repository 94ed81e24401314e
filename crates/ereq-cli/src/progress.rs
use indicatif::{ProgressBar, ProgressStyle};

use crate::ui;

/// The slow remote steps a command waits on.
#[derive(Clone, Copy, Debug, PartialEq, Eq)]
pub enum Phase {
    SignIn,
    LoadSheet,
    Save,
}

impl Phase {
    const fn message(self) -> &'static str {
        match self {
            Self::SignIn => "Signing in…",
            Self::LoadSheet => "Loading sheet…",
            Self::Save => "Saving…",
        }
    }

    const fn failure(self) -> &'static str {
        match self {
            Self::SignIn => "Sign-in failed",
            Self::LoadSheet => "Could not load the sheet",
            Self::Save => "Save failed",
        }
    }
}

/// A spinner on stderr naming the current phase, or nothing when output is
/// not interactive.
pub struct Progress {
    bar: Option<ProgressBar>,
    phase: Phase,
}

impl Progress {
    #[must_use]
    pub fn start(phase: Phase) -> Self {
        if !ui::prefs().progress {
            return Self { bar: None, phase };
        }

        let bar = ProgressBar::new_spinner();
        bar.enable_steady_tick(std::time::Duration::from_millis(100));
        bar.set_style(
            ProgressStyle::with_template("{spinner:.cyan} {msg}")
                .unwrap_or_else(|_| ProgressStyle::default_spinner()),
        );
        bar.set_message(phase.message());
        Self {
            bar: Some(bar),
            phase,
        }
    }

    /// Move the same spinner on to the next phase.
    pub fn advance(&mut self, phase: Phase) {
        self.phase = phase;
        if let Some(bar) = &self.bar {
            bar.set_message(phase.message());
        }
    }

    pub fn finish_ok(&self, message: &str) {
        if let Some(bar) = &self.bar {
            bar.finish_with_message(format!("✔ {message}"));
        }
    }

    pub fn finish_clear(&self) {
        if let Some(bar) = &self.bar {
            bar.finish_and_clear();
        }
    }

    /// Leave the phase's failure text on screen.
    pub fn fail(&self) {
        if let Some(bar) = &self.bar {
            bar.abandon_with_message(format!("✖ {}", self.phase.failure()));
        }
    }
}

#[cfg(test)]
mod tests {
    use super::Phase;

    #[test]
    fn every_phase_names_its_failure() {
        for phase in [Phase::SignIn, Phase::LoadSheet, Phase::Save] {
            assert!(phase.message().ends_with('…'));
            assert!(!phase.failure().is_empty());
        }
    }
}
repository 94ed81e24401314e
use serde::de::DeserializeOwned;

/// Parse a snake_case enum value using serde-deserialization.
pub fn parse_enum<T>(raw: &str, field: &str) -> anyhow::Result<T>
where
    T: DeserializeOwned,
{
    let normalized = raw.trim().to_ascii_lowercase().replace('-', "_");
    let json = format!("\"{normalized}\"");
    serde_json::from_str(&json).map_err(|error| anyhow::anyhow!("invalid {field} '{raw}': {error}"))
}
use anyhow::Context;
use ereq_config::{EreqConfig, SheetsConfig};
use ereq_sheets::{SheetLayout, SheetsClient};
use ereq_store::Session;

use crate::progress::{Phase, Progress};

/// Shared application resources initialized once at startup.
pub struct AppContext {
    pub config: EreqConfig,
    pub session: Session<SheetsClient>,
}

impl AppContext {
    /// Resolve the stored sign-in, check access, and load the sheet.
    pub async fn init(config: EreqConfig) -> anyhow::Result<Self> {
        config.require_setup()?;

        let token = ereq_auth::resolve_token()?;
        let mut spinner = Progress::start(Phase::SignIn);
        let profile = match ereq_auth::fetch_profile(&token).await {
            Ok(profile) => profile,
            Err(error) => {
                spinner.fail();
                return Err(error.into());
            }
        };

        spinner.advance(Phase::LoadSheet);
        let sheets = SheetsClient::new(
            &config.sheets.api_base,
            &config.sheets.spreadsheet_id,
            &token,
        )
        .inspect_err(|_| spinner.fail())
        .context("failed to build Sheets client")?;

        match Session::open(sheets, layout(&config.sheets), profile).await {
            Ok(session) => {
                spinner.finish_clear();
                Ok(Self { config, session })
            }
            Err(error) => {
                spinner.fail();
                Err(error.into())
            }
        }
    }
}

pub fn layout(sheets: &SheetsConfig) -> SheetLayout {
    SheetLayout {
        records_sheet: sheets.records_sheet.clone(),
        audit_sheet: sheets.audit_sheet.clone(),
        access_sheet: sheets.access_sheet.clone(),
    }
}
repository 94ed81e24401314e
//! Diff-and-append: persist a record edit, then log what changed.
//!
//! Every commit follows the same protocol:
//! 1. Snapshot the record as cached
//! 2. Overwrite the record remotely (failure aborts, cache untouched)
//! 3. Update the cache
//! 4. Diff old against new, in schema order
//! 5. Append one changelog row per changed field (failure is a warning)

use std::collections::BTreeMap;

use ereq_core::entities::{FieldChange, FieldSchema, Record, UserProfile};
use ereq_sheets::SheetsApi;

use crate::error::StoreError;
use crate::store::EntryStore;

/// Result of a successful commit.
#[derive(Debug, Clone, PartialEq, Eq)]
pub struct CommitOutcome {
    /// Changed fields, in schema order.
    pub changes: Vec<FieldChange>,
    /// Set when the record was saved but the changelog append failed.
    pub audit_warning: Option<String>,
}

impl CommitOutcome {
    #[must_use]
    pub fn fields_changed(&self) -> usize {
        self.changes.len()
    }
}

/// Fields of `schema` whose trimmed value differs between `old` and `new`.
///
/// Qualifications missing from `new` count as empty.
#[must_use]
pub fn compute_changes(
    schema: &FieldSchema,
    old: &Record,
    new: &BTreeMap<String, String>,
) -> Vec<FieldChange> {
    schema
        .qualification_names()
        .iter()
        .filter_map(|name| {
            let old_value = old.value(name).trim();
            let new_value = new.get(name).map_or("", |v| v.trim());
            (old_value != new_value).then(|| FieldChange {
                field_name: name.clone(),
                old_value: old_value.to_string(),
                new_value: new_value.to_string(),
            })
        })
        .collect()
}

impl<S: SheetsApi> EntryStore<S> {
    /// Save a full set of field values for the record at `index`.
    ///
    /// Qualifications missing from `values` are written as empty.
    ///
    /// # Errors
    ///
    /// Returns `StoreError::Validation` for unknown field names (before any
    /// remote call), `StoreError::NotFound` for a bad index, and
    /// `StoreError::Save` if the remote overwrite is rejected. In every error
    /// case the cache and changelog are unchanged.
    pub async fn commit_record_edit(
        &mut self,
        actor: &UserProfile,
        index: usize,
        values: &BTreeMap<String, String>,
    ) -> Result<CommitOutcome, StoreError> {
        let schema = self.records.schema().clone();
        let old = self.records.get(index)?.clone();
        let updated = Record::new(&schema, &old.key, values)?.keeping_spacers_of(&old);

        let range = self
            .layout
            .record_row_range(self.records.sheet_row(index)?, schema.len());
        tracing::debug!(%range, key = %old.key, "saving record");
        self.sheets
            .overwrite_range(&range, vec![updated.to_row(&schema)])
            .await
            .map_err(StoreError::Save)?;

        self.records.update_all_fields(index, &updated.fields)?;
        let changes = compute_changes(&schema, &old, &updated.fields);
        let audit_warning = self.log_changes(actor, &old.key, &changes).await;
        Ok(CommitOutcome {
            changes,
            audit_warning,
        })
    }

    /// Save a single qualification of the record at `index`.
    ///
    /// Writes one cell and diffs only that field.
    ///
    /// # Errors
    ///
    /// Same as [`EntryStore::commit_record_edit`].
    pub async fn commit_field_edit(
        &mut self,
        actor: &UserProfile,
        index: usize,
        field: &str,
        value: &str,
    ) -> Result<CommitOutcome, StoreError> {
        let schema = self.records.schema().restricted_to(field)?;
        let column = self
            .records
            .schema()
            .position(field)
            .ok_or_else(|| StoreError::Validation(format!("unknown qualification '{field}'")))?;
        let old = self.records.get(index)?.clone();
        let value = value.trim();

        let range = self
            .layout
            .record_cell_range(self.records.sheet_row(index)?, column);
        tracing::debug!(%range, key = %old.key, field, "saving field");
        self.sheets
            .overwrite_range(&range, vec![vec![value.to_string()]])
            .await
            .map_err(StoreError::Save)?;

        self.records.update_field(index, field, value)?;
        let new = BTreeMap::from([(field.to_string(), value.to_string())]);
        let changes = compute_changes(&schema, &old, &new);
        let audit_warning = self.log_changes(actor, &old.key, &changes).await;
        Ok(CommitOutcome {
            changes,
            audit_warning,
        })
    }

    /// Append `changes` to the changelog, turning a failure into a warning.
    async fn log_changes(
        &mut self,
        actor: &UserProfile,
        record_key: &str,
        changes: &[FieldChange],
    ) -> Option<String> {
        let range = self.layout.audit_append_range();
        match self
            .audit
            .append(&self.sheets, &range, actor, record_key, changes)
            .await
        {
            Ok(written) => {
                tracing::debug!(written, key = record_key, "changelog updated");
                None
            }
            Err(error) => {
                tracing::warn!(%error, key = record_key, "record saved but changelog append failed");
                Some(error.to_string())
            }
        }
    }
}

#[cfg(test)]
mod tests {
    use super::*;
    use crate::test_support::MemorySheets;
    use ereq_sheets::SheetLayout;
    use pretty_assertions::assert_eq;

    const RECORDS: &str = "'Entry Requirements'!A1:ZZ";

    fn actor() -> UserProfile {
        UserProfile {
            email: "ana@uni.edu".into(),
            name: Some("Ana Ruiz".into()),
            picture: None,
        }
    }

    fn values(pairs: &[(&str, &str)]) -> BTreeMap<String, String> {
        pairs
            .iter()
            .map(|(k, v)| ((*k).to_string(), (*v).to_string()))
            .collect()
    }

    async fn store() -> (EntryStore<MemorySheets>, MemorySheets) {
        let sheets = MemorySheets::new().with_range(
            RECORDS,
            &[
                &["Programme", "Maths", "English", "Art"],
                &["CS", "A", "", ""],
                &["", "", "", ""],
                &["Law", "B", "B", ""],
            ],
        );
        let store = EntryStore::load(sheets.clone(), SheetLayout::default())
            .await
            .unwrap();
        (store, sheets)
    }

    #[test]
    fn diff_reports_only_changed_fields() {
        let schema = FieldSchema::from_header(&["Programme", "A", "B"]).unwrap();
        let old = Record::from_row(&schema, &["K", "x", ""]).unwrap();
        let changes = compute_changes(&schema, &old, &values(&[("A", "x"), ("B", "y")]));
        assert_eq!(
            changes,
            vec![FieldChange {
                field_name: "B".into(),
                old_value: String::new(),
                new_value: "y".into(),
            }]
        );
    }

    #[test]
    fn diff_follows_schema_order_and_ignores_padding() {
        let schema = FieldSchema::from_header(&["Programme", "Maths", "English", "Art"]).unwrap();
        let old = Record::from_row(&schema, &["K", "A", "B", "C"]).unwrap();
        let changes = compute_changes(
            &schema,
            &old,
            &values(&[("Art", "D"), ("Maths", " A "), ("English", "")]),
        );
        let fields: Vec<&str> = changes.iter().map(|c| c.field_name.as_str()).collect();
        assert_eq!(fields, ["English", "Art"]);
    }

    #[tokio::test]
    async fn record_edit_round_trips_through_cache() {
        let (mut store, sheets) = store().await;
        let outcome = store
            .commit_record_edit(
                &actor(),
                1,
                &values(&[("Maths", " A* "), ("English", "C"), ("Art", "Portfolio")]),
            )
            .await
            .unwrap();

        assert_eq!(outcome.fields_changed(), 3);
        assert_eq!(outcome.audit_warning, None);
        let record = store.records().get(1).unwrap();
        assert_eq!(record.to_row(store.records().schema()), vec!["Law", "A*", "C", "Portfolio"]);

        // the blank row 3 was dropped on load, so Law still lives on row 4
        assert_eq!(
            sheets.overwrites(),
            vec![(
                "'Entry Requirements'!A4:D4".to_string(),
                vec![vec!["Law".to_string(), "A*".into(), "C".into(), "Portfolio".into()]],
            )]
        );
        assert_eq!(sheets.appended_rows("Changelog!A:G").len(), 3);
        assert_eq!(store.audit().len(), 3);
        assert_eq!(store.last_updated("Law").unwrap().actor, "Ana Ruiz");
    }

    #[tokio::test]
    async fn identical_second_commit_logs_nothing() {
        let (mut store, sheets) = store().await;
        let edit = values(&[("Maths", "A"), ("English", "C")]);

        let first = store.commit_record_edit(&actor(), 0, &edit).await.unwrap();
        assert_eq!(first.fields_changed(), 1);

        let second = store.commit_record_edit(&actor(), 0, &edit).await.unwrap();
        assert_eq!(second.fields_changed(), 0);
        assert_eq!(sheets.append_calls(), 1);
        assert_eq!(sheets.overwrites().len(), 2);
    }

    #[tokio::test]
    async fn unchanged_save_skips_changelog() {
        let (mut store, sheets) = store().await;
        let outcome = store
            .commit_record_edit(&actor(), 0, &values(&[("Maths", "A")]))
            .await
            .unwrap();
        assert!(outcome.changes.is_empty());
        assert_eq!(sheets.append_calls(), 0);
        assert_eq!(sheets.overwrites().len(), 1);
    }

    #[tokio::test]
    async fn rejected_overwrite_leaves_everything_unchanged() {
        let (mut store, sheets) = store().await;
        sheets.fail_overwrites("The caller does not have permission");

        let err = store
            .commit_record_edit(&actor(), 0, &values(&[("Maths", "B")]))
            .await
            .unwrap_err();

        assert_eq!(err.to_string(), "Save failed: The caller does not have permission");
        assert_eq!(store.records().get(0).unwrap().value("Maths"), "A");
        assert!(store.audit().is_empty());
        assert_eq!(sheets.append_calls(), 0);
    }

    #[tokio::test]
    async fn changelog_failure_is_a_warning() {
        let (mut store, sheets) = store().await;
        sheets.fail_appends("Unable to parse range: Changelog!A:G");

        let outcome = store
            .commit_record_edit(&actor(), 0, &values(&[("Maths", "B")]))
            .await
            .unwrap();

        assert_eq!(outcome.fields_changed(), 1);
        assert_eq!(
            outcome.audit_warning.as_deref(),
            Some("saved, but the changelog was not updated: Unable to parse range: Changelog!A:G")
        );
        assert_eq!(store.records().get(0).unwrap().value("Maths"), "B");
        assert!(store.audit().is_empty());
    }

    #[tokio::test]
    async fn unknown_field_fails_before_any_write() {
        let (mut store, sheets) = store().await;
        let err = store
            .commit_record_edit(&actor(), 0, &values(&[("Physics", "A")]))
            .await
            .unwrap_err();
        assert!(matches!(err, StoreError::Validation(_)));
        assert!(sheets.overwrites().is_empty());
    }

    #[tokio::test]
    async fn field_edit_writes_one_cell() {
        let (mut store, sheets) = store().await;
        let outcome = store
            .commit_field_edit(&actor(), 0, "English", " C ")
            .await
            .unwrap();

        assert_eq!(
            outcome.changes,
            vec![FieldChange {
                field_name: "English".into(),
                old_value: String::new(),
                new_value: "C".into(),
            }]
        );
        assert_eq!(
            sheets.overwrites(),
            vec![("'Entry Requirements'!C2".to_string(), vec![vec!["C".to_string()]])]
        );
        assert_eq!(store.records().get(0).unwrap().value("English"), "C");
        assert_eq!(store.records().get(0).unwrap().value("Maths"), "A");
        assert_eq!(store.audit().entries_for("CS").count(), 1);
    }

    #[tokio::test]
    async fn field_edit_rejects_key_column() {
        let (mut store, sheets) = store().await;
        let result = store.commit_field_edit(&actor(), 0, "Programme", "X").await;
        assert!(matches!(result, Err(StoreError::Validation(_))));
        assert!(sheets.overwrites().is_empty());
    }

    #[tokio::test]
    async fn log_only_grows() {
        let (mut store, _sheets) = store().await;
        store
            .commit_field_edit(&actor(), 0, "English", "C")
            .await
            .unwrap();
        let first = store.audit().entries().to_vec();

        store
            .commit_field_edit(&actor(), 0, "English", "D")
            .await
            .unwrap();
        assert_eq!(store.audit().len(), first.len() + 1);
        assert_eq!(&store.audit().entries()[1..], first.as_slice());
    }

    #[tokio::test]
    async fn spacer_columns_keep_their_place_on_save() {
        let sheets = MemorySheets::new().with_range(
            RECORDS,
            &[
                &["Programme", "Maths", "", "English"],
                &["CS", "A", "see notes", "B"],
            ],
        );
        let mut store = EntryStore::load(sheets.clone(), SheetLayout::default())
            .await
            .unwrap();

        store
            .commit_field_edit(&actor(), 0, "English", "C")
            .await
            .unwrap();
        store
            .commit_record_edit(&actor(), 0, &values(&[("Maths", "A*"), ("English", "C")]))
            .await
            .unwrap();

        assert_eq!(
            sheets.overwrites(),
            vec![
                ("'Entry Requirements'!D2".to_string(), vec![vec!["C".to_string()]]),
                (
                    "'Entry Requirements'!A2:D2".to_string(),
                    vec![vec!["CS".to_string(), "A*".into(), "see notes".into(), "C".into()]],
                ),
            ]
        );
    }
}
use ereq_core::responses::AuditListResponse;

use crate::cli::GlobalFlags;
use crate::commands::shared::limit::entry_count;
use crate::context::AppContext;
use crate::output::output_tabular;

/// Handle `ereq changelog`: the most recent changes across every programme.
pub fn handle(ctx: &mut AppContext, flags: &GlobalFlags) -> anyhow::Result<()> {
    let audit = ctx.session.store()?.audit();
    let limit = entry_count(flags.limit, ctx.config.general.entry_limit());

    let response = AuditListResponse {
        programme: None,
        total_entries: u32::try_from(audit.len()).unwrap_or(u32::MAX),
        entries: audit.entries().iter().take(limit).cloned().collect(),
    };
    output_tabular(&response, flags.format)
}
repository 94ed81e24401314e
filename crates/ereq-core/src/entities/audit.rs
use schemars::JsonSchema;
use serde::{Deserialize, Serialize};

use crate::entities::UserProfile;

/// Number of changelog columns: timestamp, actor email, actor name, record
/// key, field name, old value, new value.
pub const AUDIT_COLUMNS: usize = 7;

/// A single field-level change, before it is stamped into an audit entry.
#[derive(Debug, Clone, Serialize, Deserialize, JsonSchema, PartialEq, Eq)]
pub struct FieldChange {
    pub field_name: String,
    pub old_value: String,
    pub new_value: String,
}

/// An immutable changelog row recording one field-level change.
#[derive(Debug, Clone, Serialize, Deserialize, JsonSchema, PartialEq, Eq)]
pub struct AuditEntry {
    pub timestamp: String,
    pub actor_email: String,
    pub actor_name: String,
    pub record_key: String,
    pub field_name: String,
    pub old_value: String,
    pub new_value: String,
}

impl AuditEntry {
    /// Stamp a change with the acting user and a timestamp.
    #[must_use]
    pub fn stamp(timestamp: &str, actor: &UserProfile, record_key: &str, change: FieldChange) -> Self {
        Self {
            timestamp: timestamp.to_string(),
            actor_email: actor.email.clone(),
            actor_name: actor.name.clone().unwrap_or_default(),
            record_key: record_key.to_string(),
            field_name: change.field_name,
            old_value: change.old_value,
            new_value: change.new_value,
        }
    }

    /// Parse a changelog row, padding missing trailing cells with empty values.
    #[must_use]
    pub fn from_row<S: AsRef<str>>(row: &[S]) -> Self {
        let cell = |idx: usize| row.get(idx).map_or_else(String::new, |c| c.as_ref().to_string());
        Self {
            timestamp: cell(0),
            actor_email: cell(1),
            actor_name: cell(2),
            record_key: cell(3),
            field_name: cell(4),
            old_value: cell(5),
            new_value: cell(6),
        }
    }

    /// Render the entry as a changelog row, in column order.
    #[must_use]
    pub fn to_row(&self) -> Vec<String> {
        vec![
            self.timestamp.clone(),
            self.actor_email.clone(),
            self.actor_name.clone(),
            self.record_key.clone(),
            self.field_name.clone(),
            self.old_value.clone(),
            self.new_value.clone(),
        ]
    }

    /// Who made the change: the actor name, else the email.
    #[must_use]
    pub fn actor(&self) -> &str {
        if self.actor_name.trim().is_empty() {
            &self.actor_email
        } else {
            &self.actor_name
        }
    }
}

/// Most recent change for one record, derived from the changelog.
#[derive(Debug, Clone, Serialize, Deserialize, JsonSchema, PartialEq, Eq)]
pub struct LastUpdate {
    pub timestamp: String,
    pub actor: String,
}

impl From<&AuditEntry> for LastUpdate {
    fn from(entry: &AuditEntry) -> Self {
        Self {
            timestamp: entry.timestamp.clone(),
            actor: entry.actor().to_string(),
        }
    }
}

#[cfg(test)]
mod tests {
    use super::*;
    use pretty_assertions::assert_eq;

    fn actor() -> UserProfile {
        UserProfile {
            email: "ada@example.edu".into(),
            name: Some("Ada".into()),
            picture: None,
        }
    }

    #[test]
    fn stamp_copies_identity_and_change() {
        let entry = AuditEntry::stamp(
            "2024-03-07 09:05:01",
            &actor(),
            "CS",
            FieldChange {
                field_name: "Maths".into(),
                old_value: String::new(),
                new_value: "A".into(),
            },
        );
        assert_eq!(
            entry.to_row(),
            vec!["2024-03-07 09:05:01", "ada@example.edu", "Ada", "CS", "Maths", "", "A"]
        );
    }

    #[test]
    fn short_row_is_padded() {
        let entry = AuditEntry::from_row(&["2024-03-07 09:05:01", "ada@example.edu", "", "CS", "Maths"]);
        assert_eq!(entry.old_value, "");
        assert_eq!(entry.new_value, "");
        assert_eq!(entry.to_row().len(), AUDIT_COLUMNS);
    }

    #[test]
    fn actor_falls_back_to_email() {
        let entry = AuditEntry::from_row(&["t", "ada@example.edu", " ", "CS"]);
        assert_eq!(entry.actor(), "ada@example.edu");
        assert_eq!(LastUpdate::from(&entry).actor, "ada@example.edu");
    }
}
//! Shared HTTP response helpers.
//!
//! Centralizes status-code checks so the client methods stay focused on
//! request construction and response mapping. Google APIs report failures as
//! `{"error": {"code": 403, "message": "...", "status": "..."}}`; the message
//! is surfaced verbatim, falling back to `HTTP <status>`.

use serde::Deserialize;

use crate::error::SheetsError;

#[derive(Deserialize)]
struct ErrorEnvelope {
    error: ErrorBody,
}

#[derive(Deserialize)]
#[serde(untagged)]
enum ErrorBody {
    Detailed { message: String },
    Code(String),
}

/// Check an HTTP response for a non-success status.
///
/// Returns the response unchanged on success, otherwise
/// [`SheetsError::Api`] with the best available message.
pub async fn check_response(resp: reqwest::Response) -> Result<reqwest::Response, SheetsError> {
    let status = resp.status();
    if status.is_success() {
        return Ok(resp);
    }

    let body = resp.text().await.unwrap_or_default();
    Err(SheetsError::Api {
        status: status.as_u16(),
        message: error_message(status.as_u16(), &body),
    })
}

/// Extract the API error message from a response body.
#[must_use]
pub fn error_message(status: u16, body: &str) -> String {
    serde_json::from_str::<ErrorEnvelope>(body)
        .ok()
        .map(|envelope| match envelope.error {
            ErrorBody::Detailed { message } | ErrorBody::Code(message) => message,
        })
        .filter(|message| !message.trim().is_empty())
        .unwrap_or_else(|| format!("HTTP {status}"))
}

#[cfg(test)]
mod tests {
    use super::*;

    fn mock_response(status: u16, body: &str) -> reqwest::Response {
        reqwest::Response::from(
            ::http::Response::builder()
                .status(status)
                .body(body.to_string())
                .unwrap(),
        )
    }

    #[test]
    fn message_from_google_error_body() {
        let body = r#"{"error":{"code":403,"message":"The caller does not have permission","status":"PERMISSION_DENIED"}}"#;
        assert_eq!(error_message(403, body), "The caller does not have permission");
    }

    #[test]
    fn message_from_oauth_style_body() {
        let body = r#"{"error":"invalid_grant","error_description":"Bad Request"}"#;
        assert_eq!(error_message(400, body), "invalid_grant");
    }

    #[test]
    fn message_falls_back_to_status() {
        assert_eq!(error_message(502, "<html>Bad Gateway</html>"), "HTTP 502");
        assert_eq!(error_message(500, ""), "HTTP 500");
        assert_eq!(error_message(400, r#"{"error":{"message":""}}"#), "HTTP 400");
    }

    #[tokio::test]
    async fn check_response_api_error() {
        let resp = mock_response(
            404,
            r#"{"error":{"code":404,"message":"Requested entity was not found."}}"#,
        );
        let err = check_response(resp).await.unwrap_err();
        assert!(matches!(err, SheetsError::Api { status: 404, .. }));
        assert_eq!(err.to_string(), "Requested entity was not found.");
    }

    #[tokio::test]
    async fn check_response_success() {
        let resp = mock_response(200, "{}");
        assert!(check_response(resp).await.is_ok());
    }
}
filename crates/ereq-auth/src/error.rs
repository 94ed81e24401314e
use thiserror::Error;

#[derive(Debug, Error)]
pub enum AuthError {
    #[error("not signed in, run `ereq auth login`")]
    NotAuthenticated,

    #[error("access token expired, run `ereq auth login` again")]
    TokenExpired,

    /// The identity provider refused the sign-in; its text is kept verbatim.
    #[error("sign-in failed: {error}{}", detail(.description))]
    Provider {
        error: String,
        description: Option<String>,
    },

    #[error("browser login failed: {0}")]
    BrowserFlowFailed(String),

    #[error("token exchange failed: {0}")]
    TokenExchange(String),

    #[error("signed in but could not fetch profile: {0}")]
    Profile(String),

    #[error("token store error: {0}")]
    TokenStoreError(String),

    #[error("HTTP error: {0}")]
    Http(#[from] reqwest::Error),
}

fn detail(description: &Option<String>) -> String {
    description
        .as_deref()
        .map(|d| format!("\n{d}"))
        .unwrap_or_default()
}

————

Description of the task: What is wanted is a copy of every line in the listing that includes the word "first".

Answer section:
        let first = store.commit_record_edit(&actor(), 0, &edit).await.unwrap();
        assert_eq!(first.fields_changed(), 1);
        let first = store.audit().entries().to_vec();
        assert_eq!(store.audit().len(), first.len() + 1);
        assert_eq!(&store.audit().entries()[1..], first.as_slice());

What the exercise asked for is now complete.